The non-human-specific insertional polymorphism at 6p25.2 was also validated by genomic PCR. The TSD sequence measured 111 bp in length, which is one of the longest TSD sequences according to our estimates (Table 2 and Additional file 5: Figure S4), where it was 99.1% and 100% identical to the LTR-flanking duplicated sequences (Fig. 3a). The HML-2 locus at 6p25.2 has been assigned as the structure of one LTR and a deleted ORF according to RepeatMasker, but the 7-bp sequence flanking the deleted ORF region, “CCCAAGG” has not been annotated previously. The 7-bp sequence could be found in most of the HML-2-related ORFs, so we interpreted this short sequence as a remnant of contiguous ORFs. Unexpectedly, the HML-2 site at 6p25.2 is not human-specific and the orthologs are found in other primate genomes: chromosome 6 in chimpanzee panTro4 and orangutan ponAbe2, where the ERV ortholog and the flanking TSDs share high identity with HML-2 and the TSDs at 6p25.2 in the human genome (chimpanzee, 97.6%; orangutan, 96.7%) (Fig. 3b). However, no ERV ortholog was found in the corresponding regions of chromosome 8 in gibbon nomLeu3 and chromosome 4 in rhesus macaque rheMac3. In the corresponding regions, the sequences of gibbon and rhesus macaque share 88.5% and 88.6% nucleotide identities with the human genome sequence, respectively (Fig. 3c). These cross-species comparisons indicate that the HML-2 site in 6p25.2 originated from the integration of a retroviral element into the genome of an ancestral species before the divergence of Homininae and Ponginae.

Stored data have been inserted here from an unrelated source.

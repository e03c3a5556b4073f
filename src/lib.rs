//! rsheatmap - SIEM 检测规则 ATT&CK Navigator 热力图生成库
//!
//! 流水线：分页拉取规则 → 优先级标签评分 → 嵌套威胁结构展平 → 图层组装 → 写出

pub mod client;
pub mod config;
pub mod error;
pub mod layer;
pub mod rule;
pub mod writer;

// 导出全局错误类型
pub use self::error::{HeatmapError, HmResult};

// 导出配置模块核心结构体与构建器
pub use crate::config::{ConfigManager, CustomConfigBuilder, HeatmapConfig, OutputMode};

// 导出拉取模块核心接口
pub use crate::client::RuleFetcher;

// 导出规则模块核心数据结构与变换
pub use crate::rule::{
    flatten_rule, flatten_rules, normalize_score, tactic_slug, DetectionRule, PriorityIndex,
    PriorityScorer, RulePage,
};

// 导出图层模块核心结构体与构建器
pub use crate::layer::{LayerBuilder, NavigatorLayer, TechniqueEntry, LAYER_DOMAIN};

// 导出写出器
pub use crate::writer::LayerWriter;
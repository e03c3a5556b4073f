//! 全局错误类型定义

use thiserror::Error;
use serde_json::Error as SerdeJsonError;
use std::io::Error as IoError;
use url::ParseError as UrlParseError;

#[derive(Error, Debug)]
pub enum HeatmapError {
    // 配置相关错误
    #[error("配置无效：{0}")]
    ConfigError(String),

    // 拉取相关错误
    #[error("网络请求失败：{0}")]
    HttpError(#[from] reqwest::Error),
    #[error("接口返回错误（HTTP {status}）：{body}")]
    HttpStatus { status: u16, body: String },
    #[error("重试次数耗尽（{attempts} 次重试后仍失败）：{source}")]
    RetryExhausted {
        attempts: usize,
        source: Box<HeatmapError>,
    },
    #[error("分页参数无效：{0}")]
    InvalidPagination(String),

    // 评分相关错误
    #[error("优先级标签模式编译失败：{0}")]
    TagPatternError(#[from] regex::Error),

    // 序列化/反序列化错误
    #[error("JSON解析失败：{0}")]
    JsonError(#[from] SerdeJsonError),

    // 基础错误
    #[error("IO操作失败：{0}")]
    IoError(#[from] IoError),
    #[error("URL解析失败：{0}")]
    UrlError(#[from] UrlParseError),
    #[error("无效输入：{0}")]
    InvalidInput(String),
}

impl HeatmapError {
    /// 若错误链中携带了HTTP响应体，取出用于终端输出
    pub fn response_body(&self) -> Option<&str> {
        match self {
            HeatmapError::HttpStatus { body, .. } => Some(body),
            HeatmapError::RetryExhausted { source, .. } => source.response_body(),
            _ => None,
        }
    }
}

// 全局Result类型
pub type HmResult<T> = Result<T, HeatmapError>;
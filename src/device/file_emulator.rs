// device/file_emulator.rs — File-backed device emulator.
// Migrated from create_file_device / fdev_read_block / fdev_write_block
// (examples/original_source/src/f3-extra/lib/libdevs.c).
//
// Ground truth for testing the prober: a sparse backing file of
// `real_size_byte` bytes stands in for the physical media, while the
// emulator reports `announced_size_byte` to callers. Writes landing past
// the wrap point are absorbed by a small volatile cache instead of being
// written to disk, simulating a counterfeit's on-device RAM.

use std::fs::{File, OpenOptions};
use std::io::{Read, Seek, SeekFrom, Write};
use std::path::{Path, PathBuf};

use crate::config::DEFAULT_BLOCK_ORDER;
use crate::device::{check_range, Device};
use crate::error::ProbeError;

/// One slot of the emulator's volatile write-back cache.
struct CacheSlot {
    /// Block position this slot currently holds, if any.
    tag: Option<u64>,
    data: Vec<u8>,
}

/// A device backed by a sparse file, simulating Good / Limbo / Wraparound /
/// Chain behaviour and an optional on-device cache.
///
/// Equivalent to `struct file_device`.
pub struct FileDevice {
    file: File,
    path: PathBuf,
    real_size_byte: u64,
    announced_size_byte: u64,
    block_order: u32,
    /// `address_mask = (1 << wrap) - 1`; the physical offset a request maps
    /// to is `requested_offset & address_mask`.
    address_mask: u64,
    cache: Option<Vec<CacheSlot>>,
    cache_order: u32,
    /// In strict mode, a cache hit requires the slot's tag to match the
    /// requested position; otherwise any occupied slot is returned,
    /// simulating a cheaper (buggier) cache implementation.
    strict: bool,
    keep_file: bool,
}

impl FileDevice {
    /// Creates a new file-backed emulator at `path`, failing if the path
    /// already exists (the original's `O_EXCL` creation).
    ///
    /// `wrap` is the bit width at which the address space folds
    /// (`address_mask = (1 << wrap) - 1`); pass `wrap >= 64` semantics by
    /// capping at 63 internally since addresses are 64-bit.
    /// `block_order == 0` requests the filesystem's natural block size.
    #[allow(clippy::too_many_arguments)]
    pub fn create(
        path: impl AsRef<Path>,
        real_size_byte: u64,
        announced_size_byte: u64,
        wrap: u32,
        mut block_order: u32,
        cache_order: Option<u32>,
        strict: bool,
        keep_file: bool,
    ) -> Result<Self, ProbeError> {
        let path = path.as_ref().to_path_buf();
        let file = OpenOptions::new()
            .read(true)
            .write(true)
            .create_new(true)
            .open(&path)?;

        if block_order == 0 {
            block_order = natural_block_order(&file).unwrap_or(DEFAULT_BLOCK_ORDER);
        }
        if !(crate::config::MIN_BLOCK_ORDER..=crate::config::MAX_BLOCK_ORDER).contains(&block_order) {
            return Err(ProbeError::InvalidArgument(format!(
                "block_order {block_order} out of range"
            )));
        }
        file.set_len(real_size_byte)?;

        let cache_order = cache_order.unwrap_or(0);
        let cache = if cache_order > 0 {
            let n_slots = 1usize << cache_order;
            let block_size = 1usize << block_order;
            Some(
                (0..n_slots)
                    .map(|_| CacheSlot {
                        tag: None,
                        data: vec![0u8; block_size],
                    })
                    .collect(),
            )
        } else {
            None
        };

        let address_mask = if wrap >= 64 { u64::MAX } else { (1u64 << wrap) - 1 };

        Ok(FileDevice {
            file,
            path,
            real_size_byte,
            announced_size_byte,
            block_order,
            address_mask,
            cache,
            cache_order,
            strict,
            keep_file,
        })
    }

    fn cache_index(&self, pos: u64) -> usize {
        let mask = (1u64 << self.cache_order) - 1;
        (pos & mask) as usize
    }

    fn read_one_block(&mut self, pos: u64, out: &mut [u8]) -> Result<(), ProbeError> {
        let block_size = 1u64 << self.block_order;
        let requested_offset = pos << self.block_order;
        let phys_offset = requested_offset & self.address_mask;

        if phys_offset < self.real_size_byte {
            self.file.seek(SeekFrom::Start(phys_offset))?;
            self.file.read_exact(out)?;
            return Ok(());
        }

        match &self.cache {
            None => {
                out.fill(0);
            }
            Some(cache) => {
                let idx = self.cache_index(pos);
                let slot = &cache[idx];
                let hit = match slot.tag {
                    Some(tag) if self.strict => tag == pos,
                    Some(_) => true,
                    None => false,
                };
                if hit {
                    out.copy_from_slice(&slot.data[..out.len().min(slot.data.len())]);
                } else {
                    out.fill(0);
                }
            }
        }
        let _ = block_size;
        Ok(())
    }

    fn write_one_block(&mut self, pos: u64, data: &[u8]) -> Result<(), ProbeError> {
        let requested_offset = pos << self.block_order;
        let phys_offset = requested_offset & self.address_mask;

        if phys_offset < self.real_size_byte {
            self.file.seek(SeekFrom::Start(phys_offset))?;
            self.file.write_all(data)?;
            return Ok(());
        }

        if let Some(cache) = &mut self.cache {
            let idx = self.cache_index(pos);
            let slot = &mut cache[idx];
            slot.tag = Some(pos);
            slot.data[..data.len()].copy_from_slice(data);
        }
        // No cache configured: writes beyond the real region are silently
        // discarded, matching a device with zero write-back capacity.
        Ok(())
    }
}

/// Queries the filesystem's natural block size for `file`.
/// Equivalent to the `fstat().st_blksize` fallback in `create_file_device`.
#[cfg(unix)]
fn natural_block_order(file: &File) -> Option<u32> {
    use std::os::unix::fs::MetadataExt;
    let blksize = file.metadata().ok()?.blksize();
    if blksize == 0 {
        return None;
    }
    Some(crate::util::ilog2(blksize))
}

#[cfg(not(unix))]
fn natural_block_order(_file: &File) -> Option<u32> {
    None
}

impl Device for FileDevice {
    fn size_byte(&self) -> u64 {
        self.announced_size_byte
    }

    fn block_order(&self) -> u32 {
        self.block_order
    }

    fn filename(&self) -> &str {
        self.path.to_str().unwrap_or("")
    }

    fn read_blocks(&mut self, buf: &mut [u8], first_pos: u64, last_pos: u64) -> Result<(), ProbeError> {
        check_range(self, buf.len(), first_pos, last_pos)?;
        let block_size = 1usize << self.block_order;
        for (i, pos) in (first_pos..=last_pos).enumerate() {
            let chunk = &mut buf[i * block_size..(i + 1) * block_size];
            self.read_one_block(pos, chunk)?;
        }
        Ok(())
    }

    fn write_blocks(&mut self, buf: &[u8], first_pos: u64, last_pos: u64) -> Result<(), ProbeError> {
        check_range(self, buf.len(), first_pos, last_pos)?;
        let block_size = 1usize << self.block_order;
        for (i, pos) in (first_pos..=last_pos).enumerate() {
            let chunk = &buf[i * block_size..(i + 1) * block_size];
            self.write_one_block(pos, chunk)?;
        }
        Ok(())
    }

    fn reset(&mut self) -> Result<(), ProbeError> {
        // The cache and the real region both survive a reset: the emulator
        // has no volatile state that a reset would clear. This matches
        // libdevs.c's fdev_reset, which is a no-op.
        Ok(())
    }
}

impl Drop for FileDevice {
    fn drop(&mut self) {
        if !self.keep_file {
            let _ = std::fs::remove_file(&self.path);
        }
    }
}

#[cfg(test)]
mod tests {
    use super::*;
    use tempfile::tempdir;

    fn good_device(dir: &Path, order: u32) -> FileDevice {
        let path = dir.join("good.img");
        let size = 1 << (order + 4); // 16 blocks
        FileDevice::create(path, size, size, 63, order, None, false, false).unwrap()
    }

    #[test]
    fn good_device_round_trips_writes() {
        let dir = tempdir().unwrap();
        let mut dev = good_device(dir.path(), 12);
        let block_size = dev.block_size() as usize;
        let data = vec![0xAB; block_size];
        dev.write_blocks(&data, 2, 2).unwrap();
        let mut out = vec![0u8; block_size];
        dev.read_blocks(&mut out, 2, 2).unwrap();
        assert_eq!(out, data);
    }

    #[test]
    fn reads_past_real_region_without_cache_are_zero() {
        let dir = tempdir().unwrap();
        let path = dir.path().join("limbo.img");
        let order = 12u32;
        let real = 1u64 << (order + 2); // 4 blocks real
        let announced = 1u64 << (order + 8);
        let mut dev = FileDevice::create(path, real, announced, 63, order, None, false, false).unwrap();
        let block_size = dev.block_size() as usize;
        let mut out = vec![0xFFu8; block_size];
        dev.read_blocks(&mut out, 100, 100).unwrap();
        assert!(out.iter().all(|&b| b == 0));
    }

    #[test]
    fn cache_absorbs_writes_beyond_real_region() {
        let dir = tempdir().unwrap();
        let path = dir.path().join("cached.img");
        let order = 12u32;
        let real = 1u64 << (order + 2);
        let announced = 1u64 << (order + 8);
        let mut dev =
            FileDevice::create(path, real, announced, 63, order, Some(4), true, false).unwrap();
        let block_size = dev.block_size() as usize;
        let data = vec![0x42; block_size];
        dev.write_blocks(&data, 50, 50).unwrap();
        let mut out = vec![0u8; block_size];
        dev.read_blocks(&mut out, 50, 50).unwrap();
        assert_eq!(out, data);
    }

    #[test]
    fn strict_cache_rejects_tag_mismatch() {
        let dir = tempdir().unwrap();
        let path = dir.path().join("strict.img");
        let order = 12u32;
        let real = 1u64 << (order + 2);
        let announced = 1u64 << (order + 8);
        let mut dev =
            FileDevice::create(path, real, announced, 63, order, Some(4), true, false).unwrap();
        let block_size = dev.block_size() as usize;
        let data = vec![0x42; block_size];
        // position 50 and position 50 + 16 (cache has 16 slots) collide.
        dev.write_blocks(&data, 50, 50).unwrap();
        let mut out = vec![0xFFu8; block_size];
        dev.read_blocks(&mut out, 50 + 16, 50 + 16).unwrap();
        assert!(out.iter().all(|&b| b == 0), "stale tag must not be served in strict mode");
    }

    #[test]
    fn wraparound_maps_high_offsets_into_real_region() {
        let dir = tempdir().unwrap();
        let path = dir.path().join("wrap.img");
        let order = 9u32; // 512-byte blocks
        let real = 1u64 << 20; // 1 MiB real
        let announced = 1u64 << 24;
        let wrap = 20; // wraps exactly at the real size
        let mut dev = FileDevice::create(path, real, announced, wrap, order, None, false, false).unwrap();
        let block_size = dev.block_size() as usize;
        let data = vec![0x5A; block_size];
        dev.write_blocks(&data, 0, 0).unwrap();
        // A position far beyond `real` that aliases position 0 under the mask.
        let aliasing_pos = real >> order;
        let mut out = vec![0u8; block_size];
        dev.read_blocks(&mut out, aliasing_pos, aliasing_pos).unwrap();
        assert_eq!(out, data);
    }

    #[test]
    fn create_fails_if_path_exists() {
        let dir = tempdir().unwrap();
        let path = dir.path().join("dup.img");
        let _dev = FileDevice::create(&path, 4096, 4096, 63, 12, None, false, true).unwrap();
        let second = FileDevice::create(&path, 4096, 4096, 63, 12, None, false, true);
        assert!(second.is_err());
    }

    #[test]
    fn keep_file_false_removes_backing_file_on_drop() {
        let dir = tempdir().unwrap();
        let path = dir.path().join("ephemeral.img");
        {
            let _dev = FileDevice::create(&path, 4096, 4096, 63, 12, None, false, false).unwrap();
            assert!(path.exists());
        }
        assert!(!path.exists());
    }
}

In this study, DGV data were compared with RepeatMasker data to identify HML-2_pre sites. In addition to the six HML-2_pre sites extracted from the DGV archive (Table 1), we identified eight other insertionally polymorphic sites that had been assigned previously as HML-2_pre sites. We also found seven putative HML-2_pre sites, including the 6q14.1 provirus site (chr6: 78,426,662–78,436,083) (Additional file 1: Table S5). In these sites, the deleted regions were slightly longer or shorter than the theoretically estimated lengths and they did not strictly comply with the definition of insertional polymorphisms. Genomic PCR was performed for four of these sites but deletion variants were not detected. However, the possibility that these sites are also insertional polymorphisms cannot be excluded completely because in some of these HML-2 sites, loss of the proviral allele was inferred by the k-mer mapping method using the WGS sequence data from 2506 samples [3]. Loss of the proviral alleles could have been caused by genomic rearrangement. Therefore, further analyses are required to determine whether preintegration sequences are actually present in these sites in human populations.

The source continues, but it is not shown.